• _EXERCISE_
Please set down, word for word, each line from the one containing "pub use event::CombatEvent;" through the final line of the records below, both included, and nothing else.

################

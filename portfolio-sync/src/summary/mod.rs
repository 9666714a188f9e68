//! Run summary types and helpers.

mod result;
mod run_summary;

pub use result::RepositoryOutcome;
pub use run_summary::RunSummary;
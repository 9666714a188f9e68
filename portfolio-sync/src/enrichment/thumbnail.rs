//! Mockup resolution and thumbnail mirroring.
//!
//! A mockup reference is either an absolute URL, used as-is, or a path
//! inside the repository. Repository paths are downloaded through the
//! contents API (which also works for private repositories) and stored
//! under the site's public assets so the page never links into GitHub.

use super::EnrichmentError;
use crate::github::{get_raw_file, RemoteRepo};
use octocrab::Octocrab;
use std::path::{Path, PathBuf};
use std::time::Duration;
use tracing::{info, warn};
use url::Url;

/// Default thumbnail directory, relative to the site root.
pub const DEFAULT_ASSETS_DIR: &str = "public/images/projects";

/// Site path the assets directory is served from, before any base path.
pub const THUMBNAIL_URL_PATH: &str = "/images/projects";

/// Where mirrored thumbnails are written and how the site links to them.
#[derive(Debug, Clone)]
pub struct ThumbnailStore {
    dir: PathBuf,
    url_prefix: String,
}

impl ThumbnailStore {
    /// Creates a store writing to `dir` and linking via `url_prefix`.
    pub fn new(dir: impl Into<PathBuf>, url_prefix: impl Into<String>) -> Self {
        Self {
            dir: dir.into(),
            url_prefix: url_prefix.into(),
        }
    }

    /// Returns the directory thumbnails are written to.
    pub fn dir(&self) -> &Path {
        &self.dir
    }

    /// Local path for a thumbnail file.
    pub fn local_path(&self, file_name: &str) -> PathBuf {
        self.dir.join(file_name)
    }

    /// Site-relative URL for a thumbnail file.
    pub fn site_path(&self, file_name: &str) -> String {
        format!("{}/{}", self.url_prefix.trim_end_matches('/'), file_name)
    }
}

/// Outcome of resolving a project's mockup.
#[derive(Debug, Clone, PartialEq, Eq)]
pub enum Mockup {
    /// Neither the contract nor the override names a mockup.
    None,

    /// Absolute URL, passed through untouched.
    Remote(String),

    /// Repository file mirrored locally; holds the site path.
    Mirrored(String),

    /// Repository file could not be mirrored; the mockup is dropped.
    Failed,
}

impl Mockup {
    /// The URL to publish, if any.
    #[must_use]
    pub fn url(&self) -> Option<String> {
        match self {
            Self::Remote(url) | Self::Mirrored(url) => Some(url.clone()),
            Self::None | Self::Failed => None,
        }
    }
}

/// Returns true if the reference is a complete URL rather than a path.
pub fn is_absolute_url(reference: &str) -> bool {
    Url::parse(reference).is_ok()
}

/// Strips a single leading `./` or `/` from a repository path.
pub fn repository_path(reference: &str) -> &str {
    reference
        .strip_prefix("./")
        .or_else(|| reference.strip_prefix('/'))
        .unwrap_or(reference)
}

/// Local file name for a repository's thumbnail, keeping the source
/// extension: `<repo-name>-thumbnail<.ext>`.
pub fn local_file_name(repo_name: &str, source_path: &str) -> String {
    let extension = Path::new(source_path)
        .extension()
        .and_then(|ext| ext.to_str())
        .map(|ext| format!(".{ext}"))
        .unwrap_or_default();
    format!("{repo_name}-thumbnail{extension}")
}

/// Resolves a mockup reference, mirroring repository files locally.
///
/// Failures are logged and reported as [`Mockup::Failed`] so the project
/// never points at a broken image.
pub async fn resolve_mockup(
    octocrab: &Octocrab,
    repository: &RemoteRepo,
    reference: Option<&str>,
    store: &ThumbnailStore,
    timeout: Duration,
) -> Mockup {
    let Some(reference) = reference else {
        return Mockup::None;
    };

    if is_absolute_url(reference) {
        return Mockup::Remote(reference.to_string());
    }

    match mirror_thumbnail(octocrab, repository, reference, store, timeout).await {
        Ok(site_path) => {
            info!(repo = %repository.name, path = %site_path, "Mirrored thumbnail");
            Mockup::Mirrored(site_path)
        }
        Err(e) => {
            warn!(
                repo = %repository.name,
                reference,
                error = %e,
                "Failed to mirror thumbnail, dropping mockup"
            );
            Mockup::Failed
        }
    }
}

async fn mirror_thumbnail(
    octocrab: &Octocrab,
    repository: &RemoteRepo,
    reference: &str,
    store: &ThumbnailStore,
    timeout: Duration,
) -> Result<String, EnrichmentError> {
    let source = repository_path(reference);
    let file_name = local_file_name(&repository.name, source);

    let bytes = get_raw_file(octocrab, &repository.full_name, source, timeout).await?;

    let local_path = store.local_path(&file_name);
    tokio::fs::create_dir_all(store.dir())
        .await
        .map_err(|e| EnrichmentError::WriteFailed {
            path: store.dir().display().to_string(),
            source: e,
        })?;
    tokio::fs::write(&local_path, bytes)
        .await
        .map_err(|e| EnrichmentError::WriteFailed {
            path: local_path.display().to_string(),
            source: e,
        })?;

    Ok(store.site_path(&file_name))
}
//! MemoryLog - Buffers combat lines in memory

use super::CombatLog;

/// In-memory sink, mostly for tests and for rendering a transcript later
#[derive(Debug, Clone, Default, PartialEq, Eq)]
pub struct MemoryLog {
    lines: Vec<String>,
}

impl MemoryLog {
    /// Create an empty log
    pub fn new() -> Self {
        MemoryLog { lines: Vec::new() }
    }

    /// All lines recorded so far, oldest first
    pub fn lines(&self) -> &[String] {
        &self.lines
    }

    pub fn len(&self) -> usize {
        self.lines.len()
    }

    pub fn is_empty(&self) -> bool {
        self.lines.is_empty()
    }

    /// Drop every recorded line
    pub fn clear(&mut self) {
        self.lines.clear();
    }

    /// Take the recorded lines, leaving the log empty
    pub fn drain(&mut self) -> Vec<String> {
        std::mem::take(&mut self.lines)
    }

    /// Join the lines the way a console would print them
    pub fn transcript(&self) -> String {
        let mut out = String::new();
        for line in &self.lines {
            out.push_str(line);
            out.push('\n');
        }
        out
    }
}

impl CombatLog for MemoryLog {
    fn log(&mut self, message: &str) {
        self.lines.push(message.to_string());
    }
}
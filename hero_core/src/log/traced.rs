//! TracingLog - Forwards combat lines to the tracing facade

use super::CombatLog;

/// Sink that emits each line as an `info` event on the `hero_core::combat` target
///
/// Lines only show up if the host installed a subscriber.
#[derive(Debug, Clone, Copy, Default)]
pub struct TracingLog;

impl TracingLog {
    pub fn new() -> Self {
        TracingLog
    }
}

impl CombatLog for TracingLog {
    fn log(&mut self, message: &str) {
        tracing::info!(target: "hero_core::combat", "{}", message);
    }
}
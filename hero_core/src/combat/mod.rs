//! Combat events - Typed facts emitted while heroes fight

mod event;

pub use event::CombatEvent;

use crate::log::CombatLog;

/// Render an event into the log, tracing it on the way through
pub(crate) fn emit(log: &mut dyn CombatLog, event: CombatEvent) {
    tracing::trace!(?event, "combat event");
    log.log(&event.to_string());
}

################

• _OUTPUT FOR THIS EXERCISE_
pub use event::CombatEvent;

use crate::log::CombatLog;

/// Render an event into the log, tracing it on the way through
pub(crate) fn emit(log: &mut dyn CombatLog, event: CombatEvent) {
    tracing::trace!(?event, "combat event");
    log.log(&event.to_string());
}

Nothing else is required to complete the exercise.